+++ MATERIAL FOR THIS EXERCISE

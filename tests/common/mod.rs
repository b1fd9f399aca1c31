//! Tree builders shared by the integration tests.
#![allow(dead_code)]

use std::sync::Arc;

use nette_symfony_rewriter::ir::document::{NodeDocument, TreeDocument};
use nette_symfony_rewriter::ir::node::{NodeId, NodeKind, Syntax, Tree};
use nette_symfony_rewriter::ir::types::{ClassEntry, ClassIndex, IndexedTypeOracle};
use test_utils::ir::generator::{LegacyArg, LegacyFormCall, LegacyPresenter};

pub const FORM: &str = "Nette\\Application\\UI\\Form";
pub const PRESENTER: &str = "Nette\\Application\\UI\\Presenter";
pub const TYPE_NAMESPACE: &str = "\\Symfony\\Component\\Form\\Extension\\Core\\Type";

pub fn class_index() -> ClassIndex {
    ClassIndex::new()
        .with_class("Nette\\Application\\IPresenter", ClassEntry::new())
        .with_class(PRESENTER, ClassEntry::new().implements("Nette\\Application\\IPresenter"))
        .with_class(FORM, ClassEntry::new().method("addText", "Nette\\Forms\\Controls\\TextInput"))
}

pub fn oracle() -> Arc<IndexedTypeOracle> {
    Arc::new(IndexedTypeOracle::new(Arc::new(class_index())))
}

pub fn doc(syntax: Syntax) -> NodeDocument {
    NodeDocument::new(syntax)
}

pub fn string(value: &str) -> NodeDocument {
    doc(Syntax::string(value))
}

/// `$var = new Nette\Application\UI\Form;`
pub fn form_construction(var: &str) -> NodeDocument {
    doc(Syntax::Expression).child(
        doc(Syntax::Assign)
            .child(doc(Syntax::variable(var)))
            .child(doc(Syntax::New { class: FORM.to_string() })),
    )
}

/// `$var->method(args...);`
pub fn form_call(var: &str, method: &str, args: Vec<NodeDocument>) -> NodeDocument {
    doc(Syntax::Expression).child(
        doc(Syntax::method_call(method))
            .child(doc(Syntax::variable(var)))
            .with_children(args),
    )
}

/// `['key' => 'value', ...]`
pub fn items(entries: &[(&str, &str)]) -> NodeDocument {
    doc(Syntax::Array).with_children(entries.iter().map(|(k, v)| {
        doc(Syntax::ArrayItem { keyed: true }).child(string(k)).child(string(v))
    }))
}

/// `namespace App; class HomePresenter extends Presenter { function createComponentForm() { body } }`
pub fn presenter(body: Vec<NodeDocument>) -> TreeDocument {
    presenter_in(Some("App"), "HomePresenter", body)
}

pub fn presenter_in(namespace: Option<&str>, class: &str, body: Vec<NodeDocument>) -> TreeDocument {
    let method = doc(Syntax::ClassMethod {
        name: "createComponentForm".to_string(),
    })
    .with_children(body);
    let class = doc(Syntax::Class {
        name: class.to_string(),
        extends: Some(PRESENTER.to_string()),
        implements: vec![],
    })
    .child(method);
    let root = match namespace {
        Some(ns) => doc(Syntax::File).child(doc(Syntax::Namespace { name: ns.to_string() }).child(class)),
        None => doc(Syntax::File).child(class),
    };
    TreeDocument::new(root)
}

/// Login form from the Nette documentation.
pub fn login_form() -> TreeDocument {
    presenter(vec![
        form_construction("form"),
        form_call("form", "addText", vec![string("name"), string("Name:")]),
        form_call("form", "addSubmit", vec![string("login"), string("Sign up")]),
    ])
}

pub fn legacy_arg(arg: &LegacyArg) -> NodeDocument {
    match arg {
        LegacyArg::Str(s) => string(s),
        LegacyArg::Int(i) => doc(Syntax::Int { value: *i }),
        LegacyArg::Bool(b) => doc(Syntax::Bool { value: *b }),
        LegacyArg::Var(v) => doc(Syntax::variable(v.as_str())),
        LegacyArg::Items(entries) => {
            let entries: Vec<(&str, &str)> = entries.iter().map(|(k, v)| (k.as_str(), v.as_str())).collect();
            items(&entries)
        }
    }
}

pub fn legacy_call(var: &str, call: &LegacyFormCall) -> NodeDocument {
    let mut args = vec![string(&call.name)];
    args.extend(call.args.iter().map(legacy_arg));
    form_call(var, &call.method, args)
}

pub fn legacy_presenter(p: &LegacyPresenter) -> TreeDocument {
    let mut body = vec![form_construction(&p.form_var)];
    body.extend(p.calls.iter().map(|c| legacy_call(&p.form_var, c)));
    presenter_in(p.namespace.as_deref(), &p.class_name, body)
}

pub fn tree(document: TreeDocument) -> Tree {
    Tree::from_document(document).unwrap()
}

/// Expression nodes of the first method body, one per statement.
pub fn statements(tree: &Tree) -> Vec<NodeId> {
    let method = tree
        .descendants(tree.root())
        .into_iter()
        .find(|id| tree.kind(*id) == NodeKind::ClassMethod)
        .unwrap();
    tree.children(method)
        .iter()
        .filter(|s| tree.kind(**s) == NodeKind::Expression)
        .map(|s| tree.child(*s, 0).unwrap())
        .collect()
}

++++++
+++ MATERIAL FOR THIS EXERCISE

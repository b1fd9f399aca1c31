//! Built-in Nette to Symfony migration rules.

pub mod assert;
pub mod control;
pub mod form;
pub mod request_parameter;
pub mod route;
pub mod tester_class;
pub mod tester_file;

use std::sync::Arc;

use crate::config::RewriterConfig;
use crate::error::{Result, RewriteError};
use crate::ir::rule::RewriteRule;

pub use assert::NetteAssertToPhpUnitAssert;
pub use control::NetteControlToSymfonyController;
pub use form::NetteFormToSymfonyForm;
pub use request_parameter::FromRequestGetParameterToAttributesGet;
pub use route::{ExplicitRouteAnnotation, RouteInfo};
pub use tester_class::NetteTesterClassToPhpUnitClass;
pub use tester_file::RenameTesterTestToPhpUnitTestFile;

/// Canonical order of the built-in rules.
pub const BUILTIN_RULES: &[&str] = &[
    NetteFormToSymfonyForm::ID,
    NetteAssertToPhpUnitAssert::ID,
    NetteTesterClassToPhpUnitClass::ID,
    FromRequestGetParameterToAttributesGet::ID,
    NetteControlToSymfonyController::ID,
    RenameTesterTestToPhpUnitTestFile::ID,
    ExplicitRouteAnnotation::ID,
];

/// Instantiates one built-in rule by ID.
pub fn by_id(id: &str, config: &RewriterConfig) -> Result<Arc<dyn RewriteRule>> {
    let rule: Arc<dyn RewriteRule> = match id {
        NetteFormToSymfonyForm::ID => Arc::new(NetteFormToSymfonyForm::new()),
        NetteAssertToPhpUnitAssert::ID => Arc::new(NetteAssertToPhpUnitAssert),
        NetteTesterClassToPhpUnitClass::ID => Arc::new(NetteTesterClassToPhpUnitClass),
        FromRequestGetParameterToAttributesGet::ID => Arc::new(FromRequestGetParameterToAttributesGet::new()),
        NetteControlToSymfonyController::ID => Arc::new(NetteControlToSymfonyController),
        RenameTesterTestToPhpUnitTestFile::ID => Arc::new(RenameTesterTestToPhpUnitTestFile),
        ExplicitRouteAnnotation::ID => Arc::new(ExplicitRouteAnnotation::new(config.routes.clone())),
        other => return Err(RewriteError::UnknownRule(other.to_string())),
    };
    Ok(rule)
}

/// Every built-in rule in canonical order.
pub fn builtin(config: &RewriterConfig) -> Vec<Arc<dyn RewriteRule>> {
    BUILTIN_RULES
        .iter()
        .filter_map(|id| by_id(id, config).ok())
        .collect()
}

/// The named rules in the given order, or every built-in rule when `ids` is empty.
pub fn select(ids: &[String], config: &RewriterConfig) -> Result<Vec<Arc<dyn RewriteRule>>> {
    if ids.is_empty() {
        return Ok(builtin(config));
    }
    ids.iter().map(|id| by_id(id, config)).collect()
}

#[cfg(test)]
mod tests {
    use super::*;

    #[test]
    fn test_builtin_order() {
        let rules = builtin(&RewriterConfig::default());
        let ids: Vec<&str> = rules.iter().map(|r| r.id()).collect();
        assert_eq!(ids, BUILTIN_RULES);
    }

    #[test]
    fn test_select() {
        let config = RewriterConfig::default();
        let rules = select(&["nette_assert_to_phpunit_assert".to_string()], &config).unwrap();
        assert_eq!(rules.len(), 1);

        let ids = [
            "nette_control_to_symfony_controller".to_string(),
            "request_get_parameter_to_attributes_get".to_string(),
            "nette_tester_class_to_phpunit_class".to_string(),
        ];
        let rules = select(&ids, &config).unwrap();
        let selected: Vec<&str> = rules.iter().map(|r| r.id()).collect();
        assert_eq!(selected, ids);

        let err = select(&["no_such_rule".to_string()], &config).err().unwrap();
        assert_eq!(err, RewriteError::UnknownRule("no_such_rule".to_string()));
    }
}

++++++

■ THE TASK ■
What is needed is an exact copy of the lines above, from the one containing "let rule: Arc<dyn" through the one containing "The named rules", with nothing added.

■ SOLUTION TO THE PROBLEM ■
    let rule: Arc<dyn RewriteRule> = match id {
        NetteFormToSymfonyForm::ID => Arc::new(NetteFormToSymfonyForm::new()),
        NetteAssertToPhpUnitAssert::ID => Arc::new(NetteAssertToPhpUnitAssert),
        NetteTesterClassToPhpUnitClass::ID => Arc::new(NetteTesterClassToPhpUnitClass),
        FromRequestGetParameterToAttributesGet::ID => Arc::new(FromRequestGetParameterToAttributesGet::new()),
        NetteControlToSymfonyController::ID => Arc::new(NetteControlToSymfonyController),
        RenameTesterTestToPhpUnitTestFile::ID => Arc::new(RenameTesterTestToPhpUnitTestFile),
        ExplicitRouteAnnotation::ID => Arc::new(ExplicitRouteAnnotation::new(config.routes.clone())),
        other => return Err(RewriteError::UnknownRule(other.to_string())),
    };
    Ok(rule)
}

/// Every built-in rule in canonical order.
pub fn builtin(config: &RewriterConfig) -> Vec<Arc<dyn RewriteRule>> {
    BUILTIN_RULES
        .iter()
        .filter_map(|id| by_id(id, config).ok())
        .collect()
}

/// The named rules in the given order, or every built-in rule when `ids` is empty.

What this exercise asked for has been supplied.